*PROBLEM STATEMENT*. Would you restate the entries below word for word, starting at the first line and ending with the one that has "Keeps an explicit"?

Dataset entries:
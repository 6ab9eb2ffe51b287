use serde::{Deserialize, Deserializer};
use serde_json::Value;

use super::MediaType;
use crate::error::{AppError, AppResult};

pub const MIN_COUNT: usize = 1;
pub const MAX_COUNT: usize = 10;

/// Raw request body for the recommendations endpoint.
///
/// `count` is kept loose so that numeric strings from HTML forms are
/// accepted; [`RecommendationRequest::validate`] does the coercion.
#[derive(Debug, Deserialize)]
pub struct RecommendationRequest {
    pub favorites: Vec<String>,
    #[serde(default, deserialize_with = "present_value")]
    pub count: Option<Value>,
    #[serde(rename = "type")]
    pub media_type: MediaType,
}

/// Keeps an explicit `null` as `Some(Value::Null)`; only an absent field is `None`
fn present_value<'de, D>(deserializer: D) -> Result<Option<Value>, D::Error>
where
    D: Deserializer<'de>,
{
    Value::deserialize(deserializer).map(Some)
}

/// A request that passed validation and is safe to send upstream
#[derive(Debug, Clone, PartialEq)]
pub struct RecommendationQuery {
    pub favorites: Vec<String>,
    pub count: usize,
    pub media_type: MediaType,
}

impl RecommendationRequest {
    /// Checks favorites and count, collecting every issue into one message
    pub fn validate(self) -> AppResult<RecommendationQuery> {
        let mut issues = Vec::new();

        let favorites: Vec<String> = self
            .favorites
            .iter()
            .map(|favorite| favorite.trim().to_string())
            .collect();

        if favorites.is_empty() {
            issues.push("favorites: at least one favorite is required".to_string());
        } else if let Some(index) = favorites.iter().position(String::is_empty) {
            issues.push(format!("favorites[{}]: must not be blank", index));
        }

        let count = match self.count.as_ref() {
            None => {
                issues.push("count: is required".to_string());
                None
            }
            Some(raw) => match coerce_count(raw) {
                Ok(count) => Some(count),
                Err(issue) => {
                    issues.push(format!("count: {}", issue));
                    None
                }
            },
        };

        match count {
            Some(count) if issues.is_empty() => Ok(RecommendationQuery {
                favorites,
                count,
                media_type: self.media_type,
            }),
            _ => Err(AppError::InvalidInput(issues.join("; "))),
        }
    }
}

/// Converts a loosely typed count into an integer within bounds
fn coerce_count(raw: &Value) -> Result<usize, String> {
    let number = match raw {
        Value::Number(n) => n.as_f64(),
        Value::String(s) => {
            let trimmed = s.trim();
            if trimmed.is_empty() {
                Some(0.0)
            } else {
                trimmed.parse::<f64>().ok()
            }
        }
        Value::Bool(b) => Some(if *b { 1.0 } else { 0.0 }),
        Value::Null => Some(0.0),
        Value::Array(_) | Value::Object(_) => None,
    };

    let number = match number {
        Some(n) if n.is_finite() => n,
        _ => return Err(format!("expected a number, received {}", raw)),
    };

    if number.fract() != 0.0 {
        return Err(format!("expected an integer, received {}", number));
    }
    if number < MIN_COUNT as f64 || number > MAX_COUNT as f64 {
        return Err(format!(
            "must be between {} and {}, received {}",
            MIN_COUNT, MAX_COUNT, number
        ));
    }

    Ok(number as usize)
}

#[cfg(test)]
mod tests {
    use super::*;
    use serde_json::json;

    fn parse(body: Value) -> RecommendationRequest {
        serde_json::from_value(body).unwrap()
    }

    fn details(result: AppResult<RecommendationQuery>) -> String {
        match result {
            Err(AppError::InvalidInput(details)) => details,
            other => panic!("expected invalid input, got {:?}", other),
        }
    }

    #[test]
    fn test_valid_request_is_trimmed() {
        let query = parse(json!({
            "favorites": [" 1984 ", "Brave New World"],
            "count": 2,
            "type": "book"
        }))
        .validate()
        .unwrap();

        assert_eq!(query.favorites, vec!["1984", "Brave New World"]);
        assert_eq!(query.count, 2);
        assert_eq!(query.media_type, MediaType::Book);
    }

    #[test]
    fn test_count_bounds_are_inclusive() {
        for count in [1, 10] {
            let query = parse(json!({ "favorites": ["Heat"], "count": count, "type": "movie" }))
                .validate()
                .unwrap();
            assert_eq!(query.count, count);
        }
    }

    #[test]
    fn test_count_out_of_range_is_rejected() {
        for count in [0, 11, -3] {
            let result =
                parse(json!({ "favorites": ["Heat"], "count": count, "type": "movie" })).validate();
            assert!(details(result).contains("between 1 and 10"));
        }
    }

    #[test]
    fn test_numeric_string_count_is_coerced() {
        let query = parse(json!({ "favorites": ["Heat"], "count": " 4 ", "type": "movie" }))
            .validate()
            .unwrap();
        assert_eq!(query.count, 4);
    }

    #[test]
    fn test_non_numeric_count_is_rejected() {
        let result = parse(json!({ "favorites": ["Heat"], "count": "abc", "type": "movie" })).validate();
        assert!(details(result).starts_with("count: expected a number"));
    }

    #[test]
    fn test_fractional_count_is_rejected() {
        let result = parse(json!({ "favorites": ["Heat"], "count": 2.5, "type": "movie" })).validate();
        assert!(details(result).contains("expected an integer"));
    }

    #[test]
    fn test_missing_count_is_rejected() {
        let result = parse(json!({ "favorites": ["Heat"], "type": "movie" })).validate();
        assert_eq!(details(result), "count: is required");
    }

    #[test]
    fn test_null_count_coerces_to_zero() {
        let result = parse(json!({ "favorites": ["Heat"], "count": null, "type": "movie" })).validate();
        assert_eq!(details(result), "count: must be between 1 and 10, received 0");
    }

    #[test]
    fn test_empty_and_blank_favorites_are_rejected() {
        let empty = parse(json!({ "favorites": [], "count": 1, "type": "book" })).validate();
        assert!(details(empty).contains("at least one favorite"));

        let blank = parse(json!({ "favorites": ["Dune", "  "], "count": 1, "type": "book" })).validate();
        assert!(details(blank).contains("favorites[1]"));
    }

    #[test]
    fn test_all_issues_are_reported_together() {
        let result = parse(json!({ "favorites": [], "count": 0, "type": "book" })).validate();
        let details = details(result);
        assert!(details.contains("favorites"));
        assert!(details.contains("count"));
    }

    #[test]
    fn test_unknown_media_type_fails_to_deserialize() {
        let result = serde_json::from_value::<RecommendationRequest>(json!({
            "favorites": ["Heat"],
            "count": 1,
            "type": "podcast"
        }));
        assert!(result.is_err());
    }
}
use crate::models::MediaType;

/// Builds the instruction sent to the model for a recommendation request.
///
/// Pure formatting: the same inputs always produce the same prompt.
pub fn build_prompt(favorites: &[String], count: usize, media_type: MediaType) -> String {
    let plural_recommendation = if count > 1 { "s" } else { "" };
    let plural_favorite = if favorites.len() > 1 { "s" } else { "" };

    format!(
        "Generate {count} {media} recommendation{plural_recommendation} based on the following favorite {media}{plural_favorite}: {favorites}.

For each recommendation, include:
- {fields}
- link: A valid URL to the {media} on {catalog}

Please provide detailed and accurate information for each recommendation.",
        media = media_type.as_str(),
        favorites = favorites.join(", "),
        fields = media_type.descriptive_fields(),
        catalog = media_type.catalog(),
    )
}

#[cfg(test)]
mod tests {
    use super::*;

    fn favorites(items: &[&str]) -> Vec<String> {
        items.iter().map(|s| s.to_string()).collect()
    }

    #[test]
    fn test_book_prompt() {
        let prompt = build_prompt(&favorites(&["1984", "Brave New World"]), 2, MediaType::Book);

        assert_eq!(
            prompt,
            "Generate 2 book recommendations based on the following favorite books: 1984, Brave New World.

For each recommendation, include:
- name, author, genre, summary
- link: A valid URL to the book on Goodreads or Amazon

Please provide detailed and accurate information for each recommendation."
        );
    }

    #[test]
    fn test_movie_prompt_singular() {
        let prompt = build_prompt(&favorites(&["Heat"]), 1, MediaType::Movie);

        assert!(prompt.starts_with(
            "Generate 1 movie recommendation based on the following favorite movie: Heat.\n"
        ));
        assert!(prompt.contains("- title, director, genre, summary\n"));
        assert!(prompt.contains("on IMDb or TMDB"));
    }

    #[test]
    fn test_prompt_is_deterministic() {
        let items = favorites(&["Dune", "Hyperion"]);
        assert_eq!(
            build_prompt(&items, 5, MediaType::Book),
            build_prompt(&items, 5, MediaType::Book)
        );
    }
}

*THE COMPLETED TASK*.
repository 6ab9eb2ffe51b287
use serde::{Deserialize, Deserializer};
use serde_json::Value;

use super::MediaType;
use crate::error::{AppError, AppResult};

pub const MIN_COUNT: usize = 1;
pub const MAX_COUNT: usize = 10;

/// Raw request body for the recommendations endpoint.
///
/// `count` is kept loose so that numeric strings from HTML forms are
/// accepted; [`RecommendationRequest::validate`] does the coercion.
#[derive(Debug, Deserialize)]
pub struct RecommendationRequest {
    pub favorites: Vec<String>,
    #[serde(default, deserialize_with = "present_value")]
    pub count: Option<Value>,
    #[serde(rename = "type")]
    pub media_type: MediaType,
}

/// Keeps an explicit `null` as `Some(Value::Null)`; only an absent field is `None`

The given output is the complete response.